-------- Supplied data --------
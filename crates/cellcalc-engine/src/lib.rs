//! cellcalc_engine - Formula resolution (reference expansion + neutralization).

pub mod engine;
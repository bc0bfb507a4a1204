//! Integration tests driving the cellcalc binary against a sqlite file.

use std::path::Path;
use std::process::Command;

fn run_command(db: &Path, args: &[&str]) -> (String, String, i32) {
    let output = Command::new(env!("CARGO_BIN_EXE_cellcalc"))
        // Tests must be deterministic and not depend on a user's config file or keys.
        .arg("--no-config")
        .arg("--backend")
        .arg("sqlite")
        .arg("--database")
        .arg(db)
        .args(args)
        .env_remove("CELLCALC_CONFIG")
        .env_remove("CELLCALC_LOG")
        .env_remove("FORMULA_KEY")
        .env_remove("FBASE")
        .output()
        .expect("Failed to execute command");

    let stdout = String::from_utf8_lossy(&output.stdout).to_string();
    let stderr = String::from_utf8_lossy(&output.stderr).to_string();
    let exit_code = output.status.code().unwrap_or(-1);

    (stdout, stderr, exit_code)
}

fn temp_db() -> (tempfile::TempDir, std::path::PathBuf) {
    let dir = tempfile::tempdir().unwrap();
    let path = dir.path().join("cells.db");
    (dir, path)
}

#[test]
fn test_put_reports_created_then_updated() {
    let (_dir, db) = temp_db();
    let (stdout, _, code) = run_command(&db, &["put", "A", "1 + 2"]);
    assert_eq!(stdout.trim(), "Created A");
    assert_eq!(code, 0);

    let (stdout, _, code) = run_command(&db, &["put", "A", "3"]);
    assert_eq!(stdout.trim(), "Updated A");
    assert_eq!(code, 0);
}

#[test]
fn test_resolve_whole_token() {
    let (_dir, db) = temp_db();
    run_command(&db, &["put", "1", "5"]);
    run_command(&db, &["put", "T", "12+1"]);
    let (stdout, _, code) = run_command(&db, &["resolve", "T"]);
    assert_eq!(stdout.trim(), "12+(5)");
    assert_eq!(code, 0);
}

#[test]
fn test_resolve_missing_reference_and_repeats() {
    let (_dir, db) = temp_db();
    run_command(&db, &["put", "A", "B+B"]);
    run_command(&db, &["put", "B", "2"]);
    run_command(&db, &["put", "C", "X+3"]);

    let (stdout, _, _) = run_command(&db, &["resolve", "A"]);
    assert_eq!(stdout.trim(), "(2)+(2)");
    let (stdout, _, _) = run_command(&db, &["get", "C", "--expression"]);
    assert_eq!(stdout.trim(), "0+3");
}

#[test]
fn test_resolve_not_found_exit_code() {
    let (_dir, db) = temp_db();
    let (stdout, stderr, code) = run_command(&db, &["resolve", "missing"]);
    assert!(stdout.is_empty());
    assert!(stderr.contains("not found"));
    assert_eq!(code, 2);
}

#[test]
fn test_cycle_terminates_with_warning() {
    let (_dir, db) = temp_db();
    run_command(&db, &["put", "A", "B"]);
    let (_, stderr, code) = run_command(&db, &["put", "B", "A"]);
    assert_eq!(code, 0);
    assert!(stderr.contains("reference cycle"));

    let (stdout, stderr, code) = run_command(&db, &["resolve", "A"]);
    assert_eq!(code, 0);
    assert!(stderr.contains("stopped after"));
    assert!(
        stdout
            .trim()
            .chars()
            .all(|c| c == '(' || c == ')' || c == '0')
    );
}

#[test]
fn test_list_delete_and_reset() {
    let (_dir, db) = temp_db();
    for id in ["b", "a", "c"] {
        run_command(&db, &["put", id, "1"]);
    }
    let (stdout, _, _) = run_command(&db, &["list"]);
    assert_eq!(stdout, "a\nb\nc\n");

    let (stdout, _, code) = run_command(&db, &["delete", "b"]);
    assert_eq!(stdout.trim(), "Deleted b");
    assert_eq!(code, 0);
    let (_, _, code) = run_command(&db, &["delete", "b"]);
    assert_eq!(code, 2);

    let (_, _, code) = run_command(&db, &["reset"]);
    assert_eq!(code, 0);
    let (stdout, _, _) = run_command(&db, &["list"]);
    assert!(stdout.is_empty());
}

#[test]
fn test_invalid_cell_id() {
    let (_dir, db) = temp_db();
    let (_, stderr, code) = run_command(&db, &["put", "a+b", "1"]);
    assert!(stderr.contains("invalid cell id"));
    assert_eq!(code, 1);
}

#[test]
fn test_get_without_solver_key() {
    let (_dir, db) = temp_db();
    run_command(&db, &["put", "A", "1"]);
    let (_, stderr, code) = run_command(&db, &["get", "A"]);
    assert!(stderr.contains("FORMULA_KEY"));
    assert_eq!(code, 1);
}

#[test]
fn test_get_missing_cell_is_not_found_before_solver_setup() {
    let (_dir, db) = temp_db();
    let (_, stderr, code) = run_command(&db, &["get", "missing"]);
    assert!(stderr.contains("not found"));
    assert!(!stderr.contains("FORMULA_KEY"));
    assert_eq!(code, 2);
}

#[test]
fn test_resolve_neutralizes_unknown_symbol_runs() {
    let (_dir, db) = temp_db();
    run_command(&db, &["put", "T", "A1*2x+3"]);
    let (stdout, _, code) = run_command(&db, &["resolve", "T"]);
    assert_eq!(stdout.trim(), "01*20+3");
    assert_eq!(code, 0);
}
--------
If a line above holds the word "args", copy it.

fn run_command(db: &Path, args: &[&str]) -> (String, String, i32) {
        .args(args)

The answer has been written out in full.